[PATCH RFC 1/2] x86/entry_64: Add a separate unmitigated entry/exit path

Pawan Gupta posted 2 patches 1 year, 4 months ago
[PATCH RFC 1/2] x86/entry_64: Add a separate unmitigated entry/exit path
Posted by Pawan Gupta 1 year, 4 months ago
CPU mitigations are deployed system-wide, but usually not all of the
userspace is malicious. Yet, they suffer from the performance impact
of the mitigations. This all or nothing approach is due to lack of a
way for kernel to know which userspace can be trusted and which cannot.

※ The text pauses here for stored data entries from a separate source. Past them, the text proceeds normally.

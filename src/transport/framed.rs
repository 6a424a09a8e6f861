//! Framed reading over an async byte stream.
//!
//! [`FrameReader`] owns the read half of a connection and a [`FrameBuffer`].
//! It serves the handshake line first and then one frame at a time.

use std::io;

use bytes::BytesMut;
use tokio::io::{AsyncRead, AsyncReadExt};

use crate::codec::CodecType;
use crate::error::{Result, RpcError};
use crate::protocol::{Frame, FrameBuffer, RawFrame, DEFAULT_MAX_FRAME_SIZE};

/// Upper bound for the handshake line.
pub const MAX_HANDSHAKE_LINE: usize = 4096;

/// Read buffer size per syscall.
const READ_CHUNK: usize = 64 * 1024;

/// Reads the handshake line and frames from an `AsyncRead`.
pub struct FrameReader<R> {
    reader: R,
    buffer: FrameBuffer,
    chunk: BytesMut,
}

impl<R: AsyncRead + Unpin> FrameReader<R> {
    /// Create a reader with the default frame size limit.
    pub fn new(reader: R) -> Self {
        Self::with_max_frame_size(reader, DEFAULT_MAX_FRAME_SIZE)
    }

    /// Create a reader with a custom frame size limit.
    pub fn with_max_frame_size(reader: R, max_frame_size: u32) -> Self {
        Self {
            reader,
            buffer: FrameBuffer::with_max_frame_size(max_frame_size),
            chunk: BytesMut::with_capacity(READ_CHUNK),
        }
    }

    /// Read more bytes into the frame buffer. Returns `false` on end of stream.
    async fn fill(&mut self) -> Result<bool> {
        self.chunk.clear();
        let n = self.reader.read_buf(&mut self.chunk).await?;
        if n == 0 {
            return Ok(false);
        }
        self.buffer.extend(&self.chunk[..n]);
        Ok(true)
    }

    /// Read the `\n`-terminated handshake line.
    ///
    /// # Errors
    ///
    /// Fails on end of stream before the newline or an over-long line.
    pub async fn read_line(&mut self) -> Result<BytesMut> {
        loop {
            if let Some(line) = self.buffer.take_line(MAX_HANDSHAKE_LINE)? {
                return Ok(line);
            }
            if !self.fill().await? {
                return Err(RpcError::Io(io::Error::new(
                    io::ErrorKind::UnexpectedEof,
                    "stream ended before handshake",
                )));
            }
        }
    }

    /// Read the next frame with its header still encoded.
    ///
    /// Returns `Ok(None)` on a clean end of stream (between frames). This
    /// method is cancel safe: bytes already read stay buffered.
    pub async fn read_raw_frame(&mut self) -> Result<Option<RawFrame>> {
        loop {
            if let Some(frame) = self.buffer.try_extract_one()? {
                return Ok(Some(frame));
            }
            if !self.fill().await? {
                if self.buffer.has_partial_frame() {
                    return Err(RpcError::Io(io::Error::new(
                        io::ErrorKind::UnexpectedEof,
                        "stream ended inside a frame",
                    )));
                }
                return Ok(None);
            }
        }
    }

    /// Read the next frame and decode its header with `codec`.
    ///
    /// A header that does not decode is fatal for the stream: the caller
    /// cannot tell what the peer meant to send next.
    pub async fn read_frame(&mut self, codec: CodecType) -> Result<Option<Frame>> {
        match self.read_raw_frame().await? {
            Some(raw) => raw.decode(codec).map(Some),
            None => Ok(None),
        }
    }
}
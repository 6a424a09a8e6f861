//! Server discovery and selection.
//!
//! Directory operations return boxed futures: a registry-backed directory
//! fetches over the network, and that fetch must not block a runtime worker.

use std::fmt;
use std::future::Future;
use std::sync::{Mutex, MutexGuard, PoisonError};
use std::time::Duration;

use futures::future::{self, BoxFuture, FutureExt};
use rand::Rng;
use tokio::time::Instant;

use crate::error::{Result, RpcError};

/// How [`Discovery::get`] picks among the known servers.
#[derive(Debug, Clone, Copy, PartialEq, Eq, Default)]
pub enum SelectMode {
    /// Uniformly random index on every call.
    #[default]
    Random,
    /// Cursor advanced on every call, modulo the current list length.
    RoundRobin,
}

/// A directory of server addresses.
pub trait Discovery: Send + Sync {
    /// Re-fetch the list from its source, if it has one.
    fn refresh(&self) -> BoxFuture<'_, Result<()>>;

    /// Replace the whole list.
    fn update(&self, servers: Vec<String>) -> BoxFuture<'_, Result<()>>;

    /// Pick one address.
    fn get(&self, mode: SelectMode) -> BoxFuture<'_, Result<String>>;

    /// Copy of every known address.
    fn get_all(&self) -> BoxFuture<'_, Result<Vec<String>>>;
}

struct State {
    servers: Vec<String>,
    index: usize,
}

/// Discovery over a list maintained by hand (no external registry).
pub struct MultiServerDiscovery {
    state: Mutex<State>,
}

impl MultiServerDiscovery {
    /// Create a directory holding `servers`.
    ///
    /// The round-robin cursor starts at a random position so that many
    /// clients built at once do not all hit the first server.
    pub fn new(servers: Vec<String>) -> Self {
        let index = rand::rng().random_range(0..i32::MAX as usize - 1);
        Self {
            state: Mutex::new(State { servers, index }),
        }
    }

    fn lock(&self) -> MutexGuard<'_, State> {
        self.state.lock().unwrap_or_else(PoisonError::into_inner)
    }

    fn replace(&self, servers: Vec<String>) {
        self.lock().servers = servers;
    }

    fn select(&self, mode: SelectMode) -> Result<String> {
        let mut state = self.lock();
        let n = state.servers.len();
        if n == 0 {
            return Err(RpcError::NoAvailableServers);
        }

        match mode {
            SelectMode::Random => {
                let i = rand::rng().random_range(0..n);
                Ok(state.servers[i].clone())
            }
            SelectMode::RoundRobin => {
                // The list may have shrunk since the cursor last moved.
                let server = state.servers[state.index % n].clone();
                state.index = (state.index + 1) % n;
                Ok(server)
            }
        }
    }

    fn snapshot(&self) -> Vec<String> {
        self.lock().servers.clone()
    }
}

impl Discovery for MultiServerDiscovery {
    fn refresh(&self) -> BoxFuture<'_, Result<()>> {
        future::ready(Ok(())).boxed()
    }

    fn update(&self, servers: Vec<String>) -> BoxFuture<'_, Result<()>> {
        self.replace(servers);
        future::ready(Ok(())).boxed()
    }

    fn get(&self, mode: SelectMode) -> BoxFuture<'_, Result<String>> {
        future::ready(self.select(mode)).boxed()
    }

    fn get_all(&self) -> BoxFuture<'_, Result<Vec<String>>> {
        future::ready(Ok(self.snapshot())).boxed()
    }
}

impl fmt::Debug for MultiServerDiscovery {
    fn fmt(&self, f: &mut fmt::Formatter<'_>) -> fmt::Result {
        f.debug_struct("MultiServerDiscovery")
            .field("servers", &self.lock().servers)
            .finish()
    }
}

/// Default staleness window of a [`RegistryDiscovery`].
pub const DEFAULT_UPDATE_TIMEOUT: Duration = Duration::from_secs(10);

type FetchFn = Box<dyn Fn() -> BoxFuture<'static, Result<Vec<String>>> + Send + Sync>;

/// Discovery backed by an external registry.
///
/// The list is re-fetched through `fetch` whenever it is older than the
/// staleness window; `get`/`get_all` refresh first. Concurrent refreshes
/// wait for the one in flight instead of fetching again.
pub struct RegistryDiscovery {
    servers: MultiServerDiscovery,
    fetch: FetchFn,
    timeout: Duration,
    last_update: tokio::sync::Mutex<Option<Instant>>,
}

impl RegistryDiscovery {
    /// Create a directory that fetches its list with `fetch`.
    ///
    /// A zero `timeout` selects [`DEFAULT_UPDATE_TIMEOUT`].
    pub fn new<F, Fut>(fetch: F, timeout: Duration) -> Self
    where
        F: Fn() -> Fut + Send + Sync + 'static,
        Fut: Future<Output = Result<Vec<String>>> + Send + 'static,
    {
        let timeout = if timeout.is_zero() {
            DEFAULT_UPDATE_TIMEOUT
        } else {
            timeout
        };
        Self {
            servers: MultiServerDiscovery::new(Vec::new()),
            fetch: Box::new(move || fetch().boxed()),
            timeout,
            last_update: tokio::sync::Mutex::new(None),
        }
    }
}

impl RegistryDiscovery {
    async fn refresh_if_stale(&self) -> Result<()> {
        let mut last_update = self.last_update.lock().await;
        if last_update.is_some_and(|at| at.elapsed() < self.timeout) {
            return Ok(());
        }

        let servers = (self.fetch)().await.inspect_err(|e| {
            tracing::warn!(error = %e, "refresh from registry failed");
        })?;
        tracing::debug!(count = servers.len(), "refreshed servers from registry");

        self.servers.replace(servers);
        *last_update = Some(Instant::now());
        Ok(())
    }

    async fn replace(&self, servers: Vec<String>) -> Result<()> {
        let mut last_update = self.last_update.lock().await;
        self.servers.replace(servers);
        *last_update = Some(Instant::now());
        Ok(())
    }

    async fn select(&self, mode: SelectMode) -> Result<String> {
        self.refresh_if_stale().await?;
        self.servers.select(mode)
    }

    async fn snapshot(&self) -> Result<Vec<String>> {
        self.refresh_if_stale().await?;
        Ok(self.servers.snapshot())
    }
}

impl Discovery for RegistryDiscovery {
    fn refresh(&self) -> BoxFuture<'_, Result<()>> {
        self.refresh_if_stale().boxed()
    }

    fn update(&self, servers: Vec<String>) -> BoxFuture<'_, Result<()>> {
        self.replace(servers).boxed()
    }

    fn get(&self, mode: SelectMode) -> BoxFuture<'_, Result<String>> {
        self.select(mode).boxed()
    }

    fn get_all(&self) -> BoxFuture<'_, Result<Vec<String>>> {
        self.snapshot().boxed()
    }
}
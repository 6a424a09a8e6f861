//! # callwire
//!
//! A remote-procedure-call engine over any byte stream.
//!
//! A [`Client`] multiplexes many outstanding calls over one connection, a
//! [`Server`] dispatches each incoming call to a registered [`Service`]
//! method, and an [`XClient`] picks among several server addresses through a
//! [`Discovery`] directory.
//!
//! ## Architecture
//!
//! - **Handshake**: one JSON line ([`Options`]) fixes the codec and timeout
//!   budgets for the life of the connection
//! - **Frames**: after the handshake, `Header` + body pairs encoded with the
//!   negotiated codec, each behind an 8-byte length prefix
//!
//! ## Example
//!
//! ```ignore
//! use callwire::{Client, Options, Server, Service};
//!
//! #[derive(serde::Serialize, serde::Deserialize)]
//! struct Args { num1: i64, num2: i64 }
//!
//! struct Foo;
//!
//! #[tokio::main]
//! async fn main() -> callwire::Result<()> {
//!     let server = Server::new();
//!     server.register(
//!         Service::builder(Foo)
//!             .method("Sum", |_: &Foo, args: Args, reply: &mut i64| {
//!                 *reply = args.num1 + args.num2;
//!                 Ok(())
//!             })
//!             .build()?,
//!     )?;
//!
//!     let listener = tokio::net::TcpListener::bind("127.0.0.1:0").await?;
//!     let addr = listener.local_addr()?.to_string();
//!     tokio::spawn(async move { server.accept(listener).await });
//!
//!     let client = Client::dial(&addr, Options::default()).await?;
//!     let sum: i64 = client.call("Foo.Sum", &Args { num1: 1, num2: 3 }).await?;
//!     assert_eq!(sum, 4);
//!     Ok(())
//! }
//! ```

pub mod client;
pub mod codec;
pub mod control;
pub mod error;
pub mod protocol;
pub mod server;
pub mod transport;
pub mod xclient;

mod writer;

pub use client::{Call, Client};
pub use codec::CodecType;
pub use control::{Options, MAGIC_NUMBER};
pub use error::{Result, RpcError};
pub use server::{
    accept, default_server, register, HandlerError, HandlerResult, Server, ServerBuilder,
    Service, ServiceBuilder,
};
pub use xclient::{Discovery, MultiServerDiscovery, RegistryDiscovery, SelectMode, XClient};
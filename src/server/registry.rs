//! Service registry for dispatching `"Service.Method"` names.

use std::collections::HashMap;
use std::sync::{Arc, PoisonError, RwLock};

use super::service::{MethodType, Service};
use crate::error::{Result, RpcError};
use crate::protocol::split_service_method;

/// Registry mapping service names to services.
///
/// Written at configuration time, read by every request.
#[derive(Default)]
pub struct ServiceRegistry {
    services: RwLock<HashMap<String, Arc<Service>>>,
}

impl ServiceRegistry {
    /// Create a new empty registry.
    pub fn new() -> Self {
        Self::default()
    }

    /// Add a service. An existing service with the same name is kept.
    pub fn register(&self, service: Service) -> Result<()> {
        let mut services = self
            .services
            .write()
            .unwrap_or_else(PoisonError::into_inner);

        if services.contains_key(service.name()) {
            return Err(RpcError::ServiceAlreadyDefined(service.name().to_string()));
        }

        tracing::info!(service = service.name(), methods = ?service.method_names(), "service registered");
        services.insert(service.name().to_string(), Arc::new(service));
        Ok(())
    }

    /// Resolve `"Service.Method"` (split on the last `.`).
    pub fn find_service(&self, service_method: &str) -> Result<(Arc<Service>, Arc<MethodType>)> {
        let (service_name, method_name) = split_service_method(service_method)
            .ok_or_else(|| RpcError::MalformedServiceMethod(service_method.to_string()))?;

        let service = self
            .services
            .read()
            .unwrap_or_else(PoisonError::into_inner)
            .get(service_name)
            .cloned()
            .ok_or_else(|| RpcError::ServiceNotFound(service_name.to_string()))?;

        let method = service
            .method(method_name)
            .ok_or_else(|| RpcError::MethodNotFound(method_name.to_string()))?;

        Ok((service, method))
    }

    /// Number of registered services.
    pub fn len(&self) -> usize {
        self.services
            .read()
            .unwrap_or_else(PoisonError::into_inner)
            .len()
    }

    /// Check if no service is registered.
    pub fn is_empty(&self) -> bool {
        self.len() == 0
    }
}

#[cfg(test)]
mod tests {
    use super::*;

    struct Foo;
    struct Bar;

    fn foo() -> Service {
        Service::builder(Foo)
            .method("Sum", |_: &Foo, args: (i64, i64), reply: &mut i64| {
                *reply = args.0 + args.1;
                Ok(())
            })
            .build()
            .unwrap()
    }

    #[test]
    fn test_find_service() {
        let registry = ServiceRegistry::new();
        registry.register(foo()).unwrap();

        let (service, method) = registry.find_service("Foo.Sum").unwrap();
        assert_eq!(service.name(), "Foo");
        assert_eq!(method.name(), "Sum");
    }

    #[test]
    fn test_find_service_error_kinds() {
        let registry = ServiceRegistry::new();
        registry.register(foo()).unwrap();

        assert!(matches!(
            registry.find_service("FooSum"),
            Err(RpcError::MalformedServiceMethod(_))
        ));
        assert!(matches!(
            registry.find_service("Baz.Sum"),
            Err(RpcError::ServiceNotFound(name)) if name == "Baz"
        ));
        assert!(matches!(
            registry.find_service("Foo.Product"),
            Err(RpcError::MethodNotFound(name)) if name == "Product"
        ));
    }

    #[test]
    fn test_duplicate_service_rejected() {
        let registry = ServiceRegistry::new();
        registry.register(foo()).unwrap();

        let other = Service::builder(Bar).name("Foo").build().unwrap();
        assert!(matches!(
            registry.register(other),
            Err(RpcError::ServiceAlreadyDefined(name)) if name == "Foo"
        ));

        // The original registration survives.
        assert_eq!(registry.len(), 1);
        assert!(registry.find_service("Foo.Sum").is_ok());
    }
}
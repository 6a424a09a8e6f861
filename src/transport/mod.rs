//! Transport module - byte streams and framed reading.
//!
//! Provides:
//! - [`Address`] - `host:port`, `tcp@host:port`, or `unix@path`
//! - [`connect`] - open a boxed stream to an address
//! - [`FrameReader`] - handshake line + frame reader over any `AsyncRead`

mod address;
mod framed;

pub use address::{connect, Address, AsyncStream, BoxedStream};
pub use framed::{FrameReader, MAX_HANDSHAKE_LINE};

For scenarios where an admin can decide which processes to trust, an
interface to tell the kernel to possibly skip the mitigation would be
useful.

In preparation for kernel to be able to selectively apply mitigation
per-process add a separate kernel entry/exit path that skips the
mitigations.

Originally-by: Josh Poimboeuf <jpoimboe@kernel.org>
Signed-off-by: Pawan Gupta <pawan.kumar.gupta@linux.intel.com>
---
 arch/x86/entry/entry_64.S     | 66 +++++++++++++++++++++++++++++++++++--------
 arch/x86/include/asm/proto.h  | 15 +++++++---
 arch/x86/include/asm/ptrace.h | 15 +++++++---
 arch/x86/kernel/cpu/common.c  |  2 +-
 4 files changed, 78 insertions(+), 20 deletions(-)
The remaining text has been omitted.